Problem
You have long-running MLflow tasks in your notebook or job and the tasks are not completed. Instead, they return a (403) Invalid access token error message.
Error stack trace: MlflowException: API request to endpoint /api/2.0/mlflow/runs/create failed with error code 403 != 200. Response body: '<html>
<head>
<meta data-fr-http-equiv="Content-Type" content="text/html;charset=utf-8"/>
<title>Error 403 Invalid access token.</title>
</head>
<body><h2>HTTP ERROR 403</h2>
<p>Problem accessing /api/2.0/mlflow/runs/create. Reason:
<pre> Invalid access token.</pre></p>
</body>
</html>
Cause
The Databricks access token that the MLflow Python client uses to communicate with the tracking server expires after several hours. If your ML tasks run for an extended period of time, the access token may expire before the task completes. This results in MLflow calls failing with a (403) Invalid access token error message in both notebooks and jobs.
Solution
You can work around this issue by manually creating an access token with an extended lifetime and then configuring that access token in your notebook prior to running MLflow tasks.
- Generate a personal access token (AWS | Azure ) and configure it with an extended lifetime.
- Set up the Databricks CLI (AWS | Azure).

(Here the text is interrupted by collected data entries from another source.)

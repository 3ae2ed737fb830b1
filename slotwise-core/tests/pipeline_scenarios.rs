use chrono::{DateTime, Duration, TimeZone, Utc};
use slotwise_core::{
    Capability, JoinPolicy, PipelineConfig, PipelineInputs, PricePoint, RankConfig, ReportStatus,
    ScoringMode, SeriesKey, TimeWindow, WeatherSample, compute,
};

fn t(h: u32, m: u32) -> DateTime<Utc> {
    Utc.with_ymd_and_hms(2024, 1, 10, h, m, 0).unwrap()
}

fn day_window() -> TimeWindow {
    TimeWindow::new(t(0, 0), t(0, 0) + Duration::hours(24)).unwrap()
}

fn pts(values: &[(u32, u32, f64)]) -> Vec<PricePoint> {
    values
        .iter()
        .map(|(h, m, v)| PricePoint::new(t(*h, *m), *v))
        .collect()
}

#[test]
fn three_slot_cheapness_scenario() {
    let inputs = PipelineInputs::new()
        .with_series(
            SeriesKey::Tariff,
            pts(&[(0, 0, 5.0), (0, 30, 10.0), (1, 0, 15.0)]),
        )
        .with_series(
            SeriesKey::SystemPrice,
            pts(&[(0, 0, 2.0), (0, 30, 2.0), (1, 0, 2.0)]),
        );
    let report = compute(day_window(), &inputs, &PipelineConfig::default());

    assert_eq!(report.status, ReportStatus::Ready);
    assert_eq!(report.mode, "cheapness");
    let scores: Vec<f64> = report.rows.iter().map(|r| r.score).collect();
    for (got, want) in scores.iter().zip([75.0, 50.0, 25.0]) {
        assert!((got - want).abs() < 1e-9, "got {got}, want {want}");
    }
    assert_eq!(report.rows[1].normalized(SeriesKey::SystemPrice), Some(0.5));
}

#[test]
fn empty_required_input_is_a_status_not_an_error() {
    let inputs = PipelineInputs::new()
        .with_series(SeriesKey::Tariff, pts(&[(0, 0, 5.0)]))
        .with_series(SeriesKey::SystemPrice, Vec::new());
    let report = compute(day_window(), &inputs, &PipelineConfig::default());
    assert_eq!(
        report.status,
        ReportStatus::EmptyInput {
            source: Capability::SystemPrices
        }
    );
    assert!(report.rows.is_empty());
    assert!(report.ranking.is_none());
}

#[test]
fn disjoint_series_yield_alignment_empty() {
    let inputs = PipelineInputs::new()
        .with_series(SeriesKey::Tariff, pts(&[(0, 0, 5.0)]))
        .with_series(SeriesKey::SystemPrice, pts(&[(5, 0, 2.0)]));
    let report = compute(day_window(), &inputs, &PipelineConfig::default());
    assert_eq!(report.status, ReportStatus::AlignmentEmpty);
}

#[test]
fn slots_outside_window_are_dropped() {
    let inputs = PipelineInputs::new()
        .with_series(
            SeriesKey::Tariff,
            pts(&[(0, 0, 5.0), (0, 30, 6.0), (1, 0, 7.0)]),
        )
        .with_series(
            SeriesKey::SystemPrice,
            pts(&[(0, 0, 1.0), (0, 30, 2.0), (1, 0, 3.0)]),
        );
    let window = TimeWindow::new(t(0, 30), t(1, 30)).unwrap();
    let report = compute(window, &inputs, &PipelineConfig::default());
    assert_eq!(report.rows.len(), 2);
    assert_eq!(report.rows[0].slot.start(), t(0, 30));
    // Bounds come from the window only, so 0:30 is now the cheapest slot.
    assert_eq!(report.rows[0].score, 100.0);
}

#[test]
fn preference_fills_missing_weather_with_neutral_defaults() {
    let weather = [WeatherSample {
        ts: t(0, 0),
        wind_speed_ms: Some(0.0),
        cloud_cover_pct: Some(100.0),
        solar_radiation_wm2: None,
    }];
    let inputs = PipelineInputs::new()
        .with_series(SeriesKey::Tariff, pts(&[(0, 0, 10.0), (3, 0, 10.0)]))
        .with_weather(&weather);
    let cfg = PipelineConfig {
        join: JoinPolicy::nearest(),
        scoring: ScoringMode::preference(),
        ranking: Some(RankConfig::default()),
    };
    let report = compute(day_window(), &inputs, &cfg);
    assert_eq!(report.status, ReportStatus::Ready);
    assert_eq!(report.rows.len(), 2);

    // 00:00 has weather: 6 + 0.2*1 + 0.1*1 - 0
    assert!((report.rows[0].score - 6.3).abs() < 1e-9);
    // 03:00 falls back to defaults: 6 + 0.1 + 0.1/6
    assert!((report.rows[1].score - (6.1 + 0.1 / 6.0)).abs() < 1e-9);

    let ranking = report.ranking.expect("ranking requested");
    assert_eq!(ranking.selected[0].slot, report.rows[1].slot);
    assert_eq!(ranking.night_slots, 2);
    assert_eq!(ranking.mean_price, Some(10.0));
}

#[test]
fn preference_does_not_need_weather() {
    let inputs = PipelineInputs::new().with_series(SeriesKey::Tariff, pts(&[(12, 0, 20.0)]));
    let cfg = PipelineConfig {
        scoring: ScoringMode::preference(),
        ..PipelineConfig::default()
    };
    let report = compute(day_window(), &inputs, &cfg);
    assert_eq!(report.status, ReportStatus::Ready);
    assert_eq!(report.rows.len(), 1);
}

#[test]
fn cheapness_ranking_prefers_high_scores() {
    let inputs = PipelineInputs::new()
        .with_series(
            SeriesKey::Tariff,
            pts(&[(10, 0, 30.0), (10, 30, 5.0), (11, 0, 20.0)]),
        )
        .with_series(
            SeriesKey::SystemPrice,
            pts(&[(10, 0, 9.0), (10, 30, 1.0), (11, 0, 5.0)]),
        );
    let cfg = PipelineConfig {
        ranking: Some(RankConfig {
            k: 1,
            ..RankConfig::default()
        }),
        ..PipelineConfig::default()
    };
    let report = compute(day_window(), &inputs, &cfg);
    let ranking = report.ranking.unwrap();
    assert_eq!(ranking.selected.len(), 1);
    assert_eq!(ranking.selected[0].slot.start(), t(10, 30));
    assert_eq!(ranking.night_slots, 0);
}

- Use the Databricks CLI to create a new secret with the personal access token you just created.
databricks secrets put --scope {<secret-name>} --key mlflow-access-token --string-value {<personal-access-token>}
- Insert this sample code at the beginning of your notebook. Include your secret name and your Workspace URL (AWS | Azure).
%python access_token = dbutils.secrets.get(scope="{<secret-name>}", key="mlflow-access-token") import os os.environ["DATABRICKS_TOKEN"] = access_token os.environ["DATABRICKS_HOST"] = "https://<workspace-url>" from databricks_cli.configure import provider config_provider = provider.EnvironmentVariableConfigProvider() provider.set_config_provider(config_provider)
- Run your notebook or job as normal.